Task item:
Give back the data in full, with every line exact.

[Saved entries]
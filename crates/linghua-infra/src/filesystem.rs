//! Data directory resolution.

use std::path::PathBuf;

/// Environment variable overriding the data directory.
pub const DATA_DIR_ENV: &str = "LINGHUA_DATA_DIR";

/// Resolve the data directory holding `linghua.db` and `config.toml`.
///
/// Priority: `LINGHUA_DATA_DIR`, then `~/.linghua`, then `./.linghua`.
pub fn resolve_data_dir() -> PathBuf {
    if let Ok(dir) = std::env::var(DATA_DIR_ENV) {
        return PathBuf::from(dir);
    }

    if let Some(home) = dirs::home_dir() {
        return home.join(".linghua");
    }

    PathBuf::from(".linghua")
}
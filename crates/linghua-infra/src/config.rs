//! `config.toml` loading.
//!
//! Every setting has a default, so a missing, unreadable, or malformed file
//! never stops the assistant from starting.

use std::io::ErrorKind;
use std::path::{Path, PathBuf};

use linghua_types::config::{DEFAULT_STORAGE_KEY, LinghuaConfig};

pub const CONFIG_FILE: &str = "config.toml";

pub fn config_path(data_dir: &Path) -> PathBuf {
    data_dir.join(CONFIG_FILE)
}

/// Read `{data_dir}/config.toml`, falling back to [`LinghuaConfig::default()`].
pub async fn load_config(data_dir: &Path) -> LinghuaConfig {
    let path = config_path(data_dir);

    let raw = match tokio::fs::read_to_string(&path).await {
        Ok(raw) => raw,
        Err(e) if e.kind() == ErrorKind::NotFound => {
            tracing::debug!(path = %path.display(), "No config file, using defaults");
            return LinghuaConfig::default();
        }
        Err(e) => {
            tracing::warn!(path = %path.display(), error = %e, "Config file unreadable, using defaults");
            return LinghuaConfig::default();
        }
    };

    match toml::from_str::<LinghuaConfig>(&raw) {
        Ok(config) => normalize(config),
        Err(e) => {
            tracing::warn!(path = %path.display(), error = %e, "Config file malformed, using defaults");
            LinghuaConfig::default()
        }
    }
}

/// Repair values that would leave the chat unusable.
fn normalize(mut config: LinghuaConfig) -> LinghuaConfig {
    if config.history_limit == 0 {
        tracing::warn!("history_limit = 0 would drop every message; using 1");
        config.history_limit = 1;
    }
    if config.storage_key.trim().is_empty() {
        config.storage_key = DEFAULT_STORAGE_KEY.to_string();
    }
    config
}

Solution for this task:
filename crates/linghua-infra/src/filesystem.rs
//! Data directory resolution.

use std::path::PathBuf;

/// Environment variable overriding the data directory.
pub const DATA_DIR_ENV: &str = "LINGHUA_DATA_DIR";

/// Resolve the data directory holding `linghua.db` and `config.toml`.
///
/// Priority: `LINGHUA_DATA_DIR`, then `~/.linghua`, then `./.linghua`.
pub fn resolve_data_dir() -> PathBuf {
    if let Ok(dir) = std::env::var(DATA_DIR_ENV) {
        return PathBuf::from(dir);
    }

    if let Some(home) = dirs::home_dir() {
        return home.join(".linghua");
    }

    PathBuf::from(".linghua")
}
filename crates/linghua-infra/src/config.rs
//! `config.toml` loading.
//!
//! Every setting has a default, so a missing, unreadable, or malformed file
//! never stops the assistant from starting.

use std::io::ErrorKind;
use std::path::{Path, PathBuf};

use linghua_types::config::{DEFAULT_STORAGE_KEY, LinghuaConfig};

pub const CONFIG_FILE: &str = "config.toml";

pub fn config_path(data_dir: &Path) -> PathBuf {
    data_dir.join(CONFIG_FILE)
}

/// Read `{data_dir}/config.toml`, falling back to [`LinghuaConfig::default()`].
pub async fn load_config(data_dir: &Path) -> LinghuaConfig {
    let path = config_path(data_dir);

    let raw = match tokio::fs::read_to_string(&path).await {
        Ok(raw) => raw,
        Err(e) if e.kind() == ErrorKind::NotFound => {
            tracing::debug!(path = %path.display(), "No config file, using defaults");
            return LinghuaConfig::default();
        }
        Err(e) => {
            tracing::warn!(path = %path.display(), error = %e, "Config file unreadable, using defaults");
            return LinghuaConfig::default();
        }
    };

    match toml::from_str::<LinghuaConfig>(&raw) {
        Ok(config) => normalize(config),
        Err(e) => {
            tracing::warn!(path = %path.display(), error = %e, "Config file malformed, using defaults");
            LinghuaConfig::default()
        }
    }
}

/// Repair values that would leave the chat unusable.
fn normalize(mut config: LinghuaConfig) -> LinghuaConfig {
    if config.history_limit == 0 {
        tracing::warn!("history_limit = 0 would drop every message; using 1");
        config.history_limit = 1;
    }
    if config.storage_key.trim().is_empty() {
        config.storage_key = DEFAULT_STORAGE_KEY.to_string();
    }
    config
}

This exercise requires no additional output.